ACTIVITY: In the entries below, count the lines that hold the string "super" and state only that count.

(Collected data entries)
——————

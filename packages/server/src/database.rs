use std::time::Duration;

use sea_orm::{ConnectOptions, Database, DatabaseConnection, DbErr};

pub async fn init_db(db_url: &str) -> Result<DatabaseConnection, DbErr> {
    let mut opt = ConnectOptions::new(db_url.to_owned());

    // Set connection pool options
    opt.max_connections(50)
        .min_connections(5)
        .connect_timeout(Duration::from_secs(8))
        .acquire_timeout(Duration::from_secs(8))
        .idle_timeout(Duration::from_secs(60))
        .sqlx_logging(false);

    let db = Database::connect(opt).await?;
    db.get_schema_registry("server::entity::*")
        .sync(&db)
        .await?;

    Ok(db)
}
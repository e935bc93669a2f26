use common::CrewRequestState;
use sea_orm::entity::prelude::*;
use serde::{Deserialize, Serialize};

#[sea_orm::model]
#[derive(Clone, Debug, PartialEq, Eq, DeriveEntityModel, Serialize, Deserialize)]
#[sea_orm(table_name = "crew_member_request")]
pub struct Model {
    #[sea_orm(primary_key)]
    pub id: i32,

    pub movie_id: i32,
    #[sea_orm(belongs_to, from = "movie_id", to = "id")]
    pub movie: HasOne<super::movie::Entity>,

    pub user_id: i32,
    #[sea_orm(belongs_to, from = "user_id", to = "id")]
    pub user: HasOne<super::user::Entity>,

    pub role_id: i32,
    #[sea_orm(belongs_to, from = "role_id", to = "id")]
    pub role: HasOne<super::crew_role::Entity>,

    pub state: CrewRequestState,

    pub created_at: DateTimeUtc,
    pub decided_at: Option<DateTimeUtc>,
}

impl ActiveModelBehavior for ActiveModel {}
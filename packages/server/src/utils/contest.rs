use sea_orm::{ColumnTrait, ConnectionTrait, EntityTrait, QueryFilter};

use crate::entity::{contest, movie, movie_list, profile};
use crate::error::AppError;

/// Look up a contest by ID, returning 404 if not found.
pub async fn find_contest<C: ConnectionTrait>(db: &C, id: i32) -> Result<contest::Model, AppError> {
    contest::Entity::find_by_id(id)
        .one(db)
        .await?
        .ok_or_else(|| AppError::NotFound("Contest not found".into()))
}

/// Look up a movie by ID, returning 404 if not found.
pub async fn find_movie<C: ConnectionTrait>(db: &C, id: i32) -> Result<movie::Model, AppError> {
    movie::Entity::find_by_id(id)
        .one(db)
        .await?
        .ok_or_else(|| AppError::NotFound("Movie not found".into()))
}

/// Look up a movie list by ID, returning 404 if not found.
pub async fn find_movie_list<C: ConnectionTrait>(
    db: &C,
    id: i32,
) -> Result<movie_list::Model, AppError> {
    movie_list::Entity::find_by_id(id)
        .one(db)
        .await?
        .ok_or_else(|| AppError::NotFound("Movie list not found".into()))
}

/// The caller's profile, if the identity service created one.
pub async fn find_profile_by_user<C: ConnectionTrait>(
    db: &C,
    user_id: i32,
) -> Result<Option<profile::Model>, AppError> {
    Ok(profile::Entity::find()
        .filter(profile::Column::UserId.eq(user_id))
        .one(db)
        .await?)
}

——————

TASK SOLUTION: 3